Author: Philip J. Nichols
Ernest Thompson Seton (founder of the Boy scouts) wrote The Gospel of the Redman in which he recounts the culture, beliefs and practices of the indigenous people of the Americas, as told by Tecumseh, Pontiac, Crazy Horse, Powhatan, Sitting Bull and others.He tries to put into words, to understand the Indian culture, from a white man's perspective. One cultural theme common to all tribes is the practice of resource conservation. This concept applied to the buffalo, salmon, turtle and all other harvested creatures, means that all parts of the animal have a value and purpose, to be used as much as practical and possible: skin, scales, fur and hair, skull and bones, meat and fat, claws and teeth, glands, organs, sinew and gut.
This idea has found recent resonance and relevance because of covid. Covid caused a worldwide contraction of many things including the Chinese and Russian market demand for raw fur. Trappers faced record low prices for most items and either stopped producing altogether, or found other, non-traditional outlets. One such outlet developed during the covid shutdowns, as people lost regular jobs altogether, or were sent to work from home. A good number of them used this time to explore their creative self. Artistic expressions in crafting, garment making, weird taxidermy and other talents created a demand for raw material.
As work shutdowns lifted and covid has diminished, these people have not flocked back to their old jobs. Instead of returning to the security of a steady paycheck, many have now found the way to live their dream and get paid. This new sub-culture of crafter/artist creators needs raw materials that are being provided by the people who have access to these materials, trappers and hunters. Another potential source of raw materials are nuisance wildlife control operators (NWCO.) Some have already discovered this outlet to profit from animal remains they would normally discard in the trash.
This scene is relatively new to NWCO’s, and it remains to be seen how many will see it as worth the effort it takes. For a larger operation with year-round work, a fleet of trucks, and employees, the business model where animal remains are simply disposed of (trash, burial, cremation, etc.,) would not allow for treating remains as a product. However, in smaller operations, down time and slow seasons could be used to practice this conservation ethic. What does this look like in reality?
The process starts immediately when the animal is killed since the first consideration is to halt or slow down decomposition. In a warm climate situation the carcass is kept in an ice filled cooler. External body fluids and blood are removed and the body is bagged in plastic. At this point the decision will be to sell it whole without any further processing, or to remove saleable parts (skin, meat, glands, etc.) to sell individually. Another option is to freeze the animal until buyers are found, and the terms of sale are agreed on.
For example: when a taxidermist advertises their need for a whole animal, the NWCO having that animal (frozen in the freezer) reaches out to the taxidermist. The price, method of shipping and who pays shipping are agreed on. Example: a whole frozen otter shipped across four states cost $60.00 UPS ground. It arrived in three days and was still frozen (February)...the taxidermist paid $125.00 for the otter plus the $60 shipping. Shipping frozen animals is best done in the winter.
Packaging for the otter example was a styrofoam box (from old Omaha Steaks box,) that was then put inside a cardboard box provided by the UPS shipping depot. Lacking a free styrofoam box, a cheap styrofoam cooler can be had at the Dollar Store. The costs involved in packaging and shipping are most always dictated and paid for by the receiver.
Selling a whole creature is the easiest way, but more money can be made by knowing how to process an animal using the protocols required by the end user. Know how to prepare skins for life sized taxidermy and you will get much more than the market value for raw fur processed for the raw fur market. Skull collectors want skulls undamaged (no bullet holes) and fresh frozen. Unusual animals such as albino, odd color, and extremes of normal size for a specimen, are sold at a premium.

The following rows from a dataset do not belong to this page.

//! Output locations for generated sites
//!
//! A run calls [`SiteOutput::reset`] once, [`SiteOutput::write`] once per file,
//! then [`SiteOutput::commit`]. If any step fails the caller calls
//! [`SiteOutput::abort`] and the previous site stays as it was.

use crate::core::error::{Result, SiteError};
use std::collections::BTreeMap;
use std::fs;
use std::io;
use std::path::{Path, PathBuf};

/// One generated document
#[derive(Debug, Clone, PartialEq, Eq)]
pub struct SiteFile {
    /// File name relative to the site root
    pub name: String,
    /// File contents
    pub contents: String,
}

impl SiteFile {
    /// Create a file entry
    #[must_use]
    pub fn new(name: impl Into<String>, contents: impl Into<String>) -> Self {
        Self {
            name: name.into(),
            contents: contents.into(),
        }
    }
}

/// Destination for a generated site
pub trait SiteOutput {
    /// Start a new, empty site
    ///
    /// # Errors
    /// Returns an error if the location cannot be cleared
    fn reset(&mut self) -> Result<()>;

    /// Persist one file of the new site
    ///
    /// # Errors
    /// Returns an error if the file cannot be written
    fn write(&mut self, name: &str, contents: &str) -> Result<()>;

    /// Replace the previous site with everything written since `reset`
    ///
    /// # Errors
    /// Returns an error if the new site cannot be put in place
    fn commit(&mut self) -> Result<()>;

    /// Drop a partially written site
    fn abort(&mut self) {}
}

/// Writes the site to a directory on disk
///
/// Files are written to a staging directory next to the target
/// (`.<name>.staging`). On commit the old directory is moved to
/// `.<name>.previous`, the staging directory renamed into place, and the old
/// copy deleted. If the swap fails the old directory is moved back.
#[derive(Debug, Clone)]
pub struct DirectoryOutput {
    target: PathBuf,
    staging: Option<PathBuf>,
}

impl DirectoryOutput {
    /// Create an output writing to `target`
    #[must_use]
    pub fn new(target: impl Into<PathBuf>) -> Self {
        Self {
            target: target.into(),
            staging: None,
        }
    }

    /// Directory the site ends up in
    #[must_use]
    pub fn target(&self) -> &Path {
        &self.target
    }

    /// Hidden sibling of the target: `.<name>.<suffix>`
    fn sibling_path(&self, suffix: &str) -> Result<PathBuf> {
        let name = self.target.file_name().ok_or_else(|| {
            SiteError::io(
                &self.target,
                io::Error::new(io::ErrorKind::InvalidInput, "output path has no directory name"),
            )
        })?;
        let mut sibling = std::ffi::OsString::from(".");
        sibling.push(name);
        sibling.push(".");
        sibling.push(suffix);
        Ok(self.target.with_file_name(sibling))
    }

    fn staging_path(&self) -> Result<PathBuf> {
        self.sibling_path("staging")
    }

    fn backup_path(&self) -> Result<PathBuf> {
        self.sibling_path("previous")
    }
}

fn remove_existing(path: &Path) -> Result<()> {
    let removed = match fs::symlink_metadata(path) {
        Ok(meta) if meta.is_dir() => fs::remove_dir_all(path),
        Ok(_) => fs::remove_file(path),
        Err(e) if e.kind() == io::ErrorKind::NotFound => Ok(()),
        Err(e) => Err(e),
    };
    removed.map_err(|e| SiteError::io(path, e))
}

impl SiteOutput for DirectoryOutput {
    fn reset(&mut self) -> Result<()> {
        let staging = self.staging_path()?;
        remove_existing(&staging)?;
        fs::create_dir_all(&staging).map_err(|e| SiteError::io(&staging, e))?;
        self.staging = Some(staging);
        Ok(())
    }

    fn write(&mut self, name: &str, contents: &str) -> Result<()> {
        let Some(staging) = &self.staging else {
            return Err(SiteError::io(
                &self.target,
                io::Error::other("output location was not reset before writing"),
            ));
        };
        let path = staging.join(name);
        fs::write(&path, contents).map_err(|e| SiteError::io(path, e))
    }

    fn commit(&mut self) -> Result<()> {
        let Some(staging) = self.staging.take() else {
            return Ok(());
        };
        // The old site is moved aside, not deleted, until the new one is in place
        let backup = self.backup_path()?;
        remove_existing(&backup)?;
        let had_previous = match fs::rename(&self.target, &backup) {
            Ok(()) => true,
            Err(e) if e.kind() == io::ErrorKind::NotFound => false,
            Err(e) => {
                self.staging = Some(staging);
                return Err(SiteError::io(&self.target, e));
            }
        };

        if let Err(e) = fs::rename(&staging, &self.target) {
            if had_previous {
                let _ = fs::rename(&backup, &self.target);
            }
            self.staging = Some(staging);
            return Err(SiteError::io(&self.target, e));
        }

        if had_previous {
            remove_existing(&backup)?;
        }
        Ok(())
    }

    fn abort(&mut self) {
        if let Some(staging) = self.staging.take() {
            let _ = fs::remove_dir_all(staging);
        }
    }
}

/// Keeps the site in memory instead of on disk
#[derive(Debug, Clone, Default)]
pub struct MemoryOutput {
    pending: BTreeMap<String, String>,
    files: BTreeMap<String, String>,
}

impl MemoryOutput {
    /// Create an empty output
    #[must_use]
    pub fn new() -> Self {
        Self::default()
    }

    /// Committed files, keyed by name
    #[must_use]
    pub const fn files(&self) -> &BTreeMap<String, String> {
        &self.files
    }

    /// Contents of one committed file
    #[must_use]
    pub fn get(&self, name: &str) -> Option<&str> {
        self.files.get(name).map(String::as_str)
    }
}

impl SiteOutput for MemoryOutput {
    fn reset(&mut self) -> Result<()> {
        self.pending.clear();
        Ok(())
    }

    fn write(&mut self, name: &str, contents: &str) -> Result<()> {
        self.pending.insert(name.to_string(), contents.to_string());
        Ok(())
    }

    fn commit(&mut self) -> Result<()> {
        self.files = std::mem::take(&mut self.pending);
        Ok(())
    }

    fn abort(&mut self) {
        self.pending.clear();
    }
}
//! Binary SVM solver
//!
//! Sequential Minimal Optimization over pairs of Lagrange multipliers, with
//! kernel values served from an LRU cache.

pub mod smo;

pub use self::smo::*;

Non-fur animals also have a market: alligator hide, teeth, claws and skull: antelope hide, horns, skulls and capes: deer, moose and elk skulls with antlers, capes and sinew: javelina hides and skulls: marmot and groundhog hides and skulls: mountain beaver and moles frozen whole: gamebird hides and feathers, snake skins and turtle shell. Quantities of items are needed for jewelry (e.g. penis bones from raccoon, mink, fox, etc.,) and laboratories (e.g. embryo’s, frogs, neonates, worms, eyeballs, etc.)
You can get an idea of some of the things being done with these natural materials by searching Etsy and Pinterest. Enter “fur crafts” in the search box. etc.)
Here are three resources that list buyers for natural products:
(1) Moscow Hide & Fur ( furbuyer.com is the catalog and price list of items that they are currently interested in buying)
(2) Trapper to Taxidermist (private facebook forum for buying and selling wildlife products)
(3) Taxidermy.net (internet based community for free exchange)
It goes without saying that all federals, state and local laws are your responsibility to know.